Desmond Ranglin | Diaspora ready to turn Bull Bay into a beacon of hope
I am writing in response to the upsurge of violence in Bull Bay, Jamaica, and the security forces’ response to the problem. As a member of the Jamaican diaspora here in the United States, and as president of the Jamaican Association of Rhode Island, I would like to present some solutions to the problem of gun violence which, sadly, has plagued Bull Bay and its environs for generations. Kindly note that I am also vice-president/manager of a large financial institution. I am also writing as a former captain of the Bull Bay Football Club.
I welcome the presence of the local security forces and law-enforcement personnel in the community. It saddens me that there have been so many lost lives; these deaths could have been totally prevented. Although I left Bull Bay over 30 years ago, I have family and friends in the area and continue to play an active role in the community’s development.
Bull Bay is extremely important to me. I spent half of my life playing on the very same streets where the murders have been committed. It brings pain to my heart because one of the victims could have been me. These are the very same streets that I walked on from Eleven Miles to Nine Miles daily in order to play football and to keep me on the straight and narrow road.
The community has been stigmatised as being totally lawless, and some may even think nothing good comes from Bull Bay. However, despite the hardships, the area has cradled doctors, lawyers, teachers, managers, politicians, and law-abiding citizens.
What will happen to the youth of tomorrow if we all sit and do nothing or throw up our hands in the air? Bull Bay can, and must, become a shining light in Jamaica. Currently, and sadly, it is seen as a neglected haven for criminals, overshadowing the value and worth of its hard-working citizens. In order to restore long-term peace in our community, it is very important that both the private and public sectors pay special attention to the social and economic health of Bull Bay.
The opportunities for youth and their families are scarce. As a boy growing up in Bull Bay, there were four factories. Today, only one factory remains operational and it barely employs community residents. The infrastructure is considered among the worst in the country, and there are limited opportunities for the young men and women leaving high schools and colleges. The outlook is even bleaker for those not completing high school.
The truth is that businesses leave Bull Bay because for decades, the community has been neglected by both parties. Investors choose not to invest in a community where there is no available water supply even while water is transported out of the St Thomas area to more affluent areas of Kingston and St Andrew. The roads are dilapidated and only now has there been discussion, and probably movement, to fix the roads.
There needs to be robust social investment in Bull Bay. In the past, there was the Social Development Commission, which engaged the minds of young people in a positive way. Young people were encouraged to join and participate in various youth club activities such as football, cricket, or summer programmes. These have all but disappeared and we are left with communities infested with gun violence.
HEALTH ACCESS BULL BAY INTERNATIONAL
Readers may be asking, “What are we doing except writing?” My family and I continue to support our old neighbourhood. Each year, we have contributed financially to back-to-school and summer-engagement programmes. We have instituted a preventative programme, ‘Health Access Bull Bay International’, where we have partnered with the Ministry of Health to bring highly skilled and trained doctors to the community to provide free health screenings and free medications to citizens.
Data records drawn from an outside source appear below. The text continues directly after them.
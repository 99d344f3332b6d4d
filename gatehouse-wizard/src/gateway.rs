//! Gateway section: port, bind, auth and tunnel exposure.
//!
//! [`collect`] asks the questions; [`reconcile_answers`] and [`apply`] are
//! pure and hold the decision logic.

use gatehouse_core::prompt::{parse_port, validate_port, validate_required};
use gatehouse_core::reconcile::check_invariants;
use gatehouse_core::types::GatewayMode;
use gatehouse_core::{
    docs, reconcile, token, AuthMode, BindMode, Choice, ExposureMode, GatewayProposal, Prompter,
    Reconciled, RuntimeConfig, TextPrompt,
};

use crate::error::WizardError;

/// Raw answers, before reconciliation.
#[derive(Debug, Clone, PartialEq, Eq)]
pub struct GatewayAnswers {
    pub port: u16,
    pub bind: BindMode,
    pub auth_mode: AuthMode,
    pub exposure_mode: ExposureMode,
    pub reset_on_exit: bool,
}

/// The secret that goes with the reconciled auth mode.
#[derive(Clone, PartialEq, Eq)]
pub enum GatewaySecret {
    None,
    Token(String),
    Password(String),
}

impl std::fmt::Debug for GatewaySecret {
    fn fmt(&self, f: &mut std::fmt::Formatter<'_>) -> std::fmt::Result {
        match self {
            GatewaySecret::None => f.write_str("None"),
            GatewaySecret::Token(_) => f.write_str("Token([REDACTED])"),
            GatewaySecret::Password(_) => f.write_str("Password([REDACTED])"),
        }
    }
}

#[derive(Debug, Clone)]
pub struct GatewayOutcome {
    pub config: RuntimeConfig,
    pub port: u16,
    /// Token to hand to the daemon install, when token auth is active.
    pub token: Option<String>,
}

// ---------------------------------------------------------------------------
// Pure decisions
// ---------------------------------------------------------------------------

/// Run the bind/auth/exposure rules over `answers`. `existing_token` is
/// reused when token auth gets forced on.
pub fn reconcile_answers(
    answers: &GatewayAnswers,
    existing_token: Option<&str>,
    mint_token: impl FnOnce() -> String,
) -> Reconciled {
    reconcile(
        &GatewayProposal {
            bind: answers.bind,
            auth_mode: answers.auth_mode,
            exposure_mode: answers.exposure_mode,
            token: existing_token.map(str::to_string),
        },
        mint_token,
    )
}

/// Write the reconciled gateway settings into a copy of `config`.
///
/// Fails with [`WizardError::Invariant`] if the result would still break a
/// gateway rule, which means reconciliation itself is wrong.
pub fn apply(
    config: &RuntimeConfig,
    answers: &GatewayAnswers,
    reconciled: &Reconciled,
    secret: GatewaySecret,
) -> Result<RuntimeConfig, WizardError> {
    if let Err(violation) = check_invariants(
        reconciled.bind,
        reconciled.auth_mode,
        reconciled.exposure_mode,
    ) {
        tracing::error!(?reconciled, %violation, "reconciled gateway settings are inconsistent");
        return Err(violation.into());
    }

    let mut next = config.clone();
    let gateway = &mut next.gateway;
    gateway.mode = GatewayMode::Local;
    gateway.port = answers.port;
    gateway.bind = reconciled.bind;
    gateway.exposure.mode = reconciled.exposure_mode;
    gateway.exposure.reset_on_exit =
        reconciled.exposure_mode != ExposureMode::Off && answers.reset_on_exit;
    gateway.auth.mode = reconciled.auth_mode;
    match secret {
        GatewaySecret::Token(token) => gateway.auth.token = Some(token),
        GatewaySecret::Password(password) => gateway.auth.password = Some(password),
        GatewaySecret::None => {}
    }
    Ok(next)
}

/// Blank input means "generate one".
pub fn resolve_token_input(input: &str, mint_token: impl FnOnce() -> String) -> String {
    let trimmed = input.trim();
    if trimmed.is_empty() {
        mint_token()
    } else {
        trimmed.to_string()
    }
}

// ---------------------------------------------------------------------------
// Prompt collector
// ---------------------------------------------------------------------------

pub fn collect(
    config: &RuntimeConfig,
    prompter: &mut dyn Prompter,
) -> Result<GatewayOutcome, WizardError> {
    let answers = ask(config, prompter)?;
    let existing_token = config.gateway.auth.token.as_deref();
    let reconciled = reconcile_answers(&answers, existing_token, token::random_token);
    for correction in &reconciled.corrections {
        prompter.note("Note", correction.message());
    }

    let secret = match reconciled.auth_mode {
        AuthMode::Off => GatewaySecret::None,
        AuthMode::Token => {
            let initial = reconciled
                .token
                .clone()
                .unwrap_or_else(token::random_token);
            let input = prompter.text(
                TextPrompt::new("Gateway token (blank to generate)").initial(initial),
            )?;
            GatewaySecret::Token(resolve_token_input(&input, token::random_token))
        }
        AuthMode::Password => {
            let input = prompter
                .text(TextPrompt::new("Gateway password").validate(validate_required))?;
            GatewaySecret::Password(input.trim().to_string())
        }
    };

    let token = match &secret {
        GatewaySecret::Token(token) => Some(token.clone()),
        _ => None,
    };
    let next = apply(config, &answers, &reconciled, secret)?;
    tracing::info!(
        port = answers.port,
        bind = %reconciled.bind,
        auth = %reconciled.auth_mode,
        exposure = %reconciled.exposure_mode,
        corrections = reconciled.corrections.len(),
        "gateway settings reconciled"
    );
    Ok(GatewayOutcome {
        config: next,
        port: answers.port,
        token,
    })
}

fn ask(config: &RuntimeConfig, prompter: &mut dyn Prompter) -> Result<GatewayAnswers, WizardError> {
    let port_raw = prompter.text(
        TextPrompt::new("Gateway port")
            .initial(config.gateway.port.to_string())
            .validate(validate_port),
    )?;
    let port = parse_port(&port_raw).map_err(WizardError::Prompt)?;

    let bind = prompter.select(
        "Gateway bind",
        &[
            Choice::new("loopback", "Loopback (127.0.0.1)"),
            Choice::new("lan", "LAN"),
            Choice::new("tailnet", "Tailnet"),
            Choice::new("auto", "Auto"),
        ],
        Some(config.gateway.bind.as_str()),
    )?;
    let auth = prompter.select(
        "Gateway auth",
        &[
            Choice::new("off", "Off (loopback only)"),
            Choice::new("token", "Token"),
            Choice::new("password", "Password"),
        ],
        Some(config.gateway.auth.mode.as_str()),
    )?;
    let exposure = prompter.select(
        "Tunnel exposure",
        &[
            Choice::new("off", "Off").hint("No tunnel exposure"),
            Choice::new("serve", "Serve").hint("Private HTTPS for your tailnet"),
            Choice::new("funnel", "Funnel").hint("Public HTTPS (internet)"),
        ],
        Some(config.gateway.exposure.mode.as_str()),
    )?;

    let bind: BindMode = bind.parse().map_err(WizardError::Prompt)?;
    let auth_mode: AuthMode = auth.parse().map_err(WizardError::Prompt)?;
    let exposure_mode: ExposureMode = exposure.parse().map_err(WizardError::Prompt)?;

    let mut reset_on_exit = false;
    if exposure_mode != ExposureMode::Off {
        prompter.note(
            "Tunnel",
            &format!("Docs:\n{}\n{}", docs::TAILSCALE, docs::WEB),
        );
        reset_on_exit = prompter.confirm("Reset tunnel serve/funnel on exit?", false)?;
    }

    Ok(GatewayAnswers {
        port,
        bind,
        auth_mode,
        exposure_mode,
        reset_on_exit,
    })
}

#[cfg(test)]
mod tests {
    use super::*;
    use gatehouse_core::prompt::{Answer, ScriptedPrompter};
    use gatehouse_core::Correction;

    fn answers(bind: BindMode, auth: AuthMode, exposure: ExposureMode) -> GatewayAnswers {
        GatewayAnswers {
            port: 18789,
            bind,
            auth_mode: auth,
            exposure_mode: exposure,
            reset_on_exit: true,
        }
    }

    #[test]
    fn lan_without_auth_gets_token() {
        let a = answers(BindMode::Lan, AuthMode::Off, ExposureMode::Off);
        let r = reconcile_answers(&a, None, || "minted".into());
        let next = apply(
            &RuntimeConfig::default(),
            &a,
            &r,
            GatewaySecret::Token("minted".into()),
        )
        .expect("apply");

        assert_eq!(next.gateway.bind, BindMode::Lan);
        assert_eq!(next.gateway.auth.mode, AuthMode::Token);
        assert_eq!(next.gateway.auth.token.as_deref(), Some("minted"));
        // Exposure off: the reset flag has nothing to reset.
        assert!(!next.gateway.exposure.reset_on_exit);
    }

    #[test]
    fn funnel_forces_loopback_and_password() {
        let a = answers(BindMode::Lan, AuthMode::Token, ExposureMode::Funnel);
        let r = reconcile_answers(&a, None, || unreachable!());
        assert_eq!(
            r.corrections,
            vec![
                Correction::BindForcedLoopback { from: BindMode::Lan },
                Correction::AuthForcedPassword { from: AuthMode::Token },
            ]
        );
        let next = apply(
            &RuntimeConfig::default(),
            &a,
            &r,
            GatewaySecret::Password("hunter2".into()),
        )
        .expect("apply");
        assert_eq!(next.gateway.bind, BindMode::Loopback);
        assert_eq!(next.gateway.auth.mode, AuthMode::Password);
        assert!(next.gateway.exposure.reset_on_exit);
    }

    #[test]
    fn unreconciled_input_is_an_invariant_error() {
        let a = answers(BindMode::Lan, AuthMode::Off, ExposureMode::Off);
        let bogus = Reconciled {
            bind: BindMode::Lan,
            auth_mode: AuthMode::Off,
            exposure_mode: ExposureMode::Off,
            token: None,
            corrections: vec![],
        };
        let err = apply(&RuntimeConfig::default(), &a, &bogus, GatewaySecret::None).unwrap_err();
        assert!(matches!(err, WizardError::Invariant(_)));
    }

    #[test]
    fn blank_token_input_generates() {
        assert_eq!(resolve_token_input("  ", || "gen".into()), "gen");
        assert_eq!(resolve_token_input(" mine ", || "gen".into()), "mine");
    }

    #[test]
    fn collector_shows_corrections_and_asks_for_password() {
        let mut prompter = ScriptedPrompter::new([
            Answer::Text("19000".into()),
            Answer::Select("lan".into()),
            Answer::Select("off".into()),
            Answer::Select("funnel".into()),
            Answer::Confirm(false),
            Answer::Text("s3cret".into()),
        ]);
        let out = collect(&RuntimeConfig::default(), &mut prompter).expect("collect");

        assert_eq!(out.port, 19000);
        assert_eq!(out.token, None);
        assert_eq!(out.config.gateway.auth.password.as_deref(), Some("s3cret"));
        assert!(prompter.noted("requires bind=loopback"));
        assert!(prompter.noted("requires password auth"));
        assert!(prompter.noted(docs::TAILSCALE));
        assert_eq!(prompter.asked.last().map(String::as_str), Some("Gateway password"));
    }
}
In addition to the proposals that I have outlined above, I firmly believe that the entire community needs to be involved to stop the bloodshed. This would not be a new approach, but one that we have used when there were upsurges in violence. I propose that the Church take a more active role in helping bridge the divide among warring factions.
Installing a police post at the Ten Miles Post Office would not only act as a deterrent to crime, but would also provide the opportunity for community policing.
I am hopeful that Bull Bay can be a safe place for its citizens again. It can be, as I mentioned earlier, a beacon of hope not just for its citizens, but a model for all other communities. It will not happen without intentional work. Here in the diaspora, we are ready to roll up our sleeves.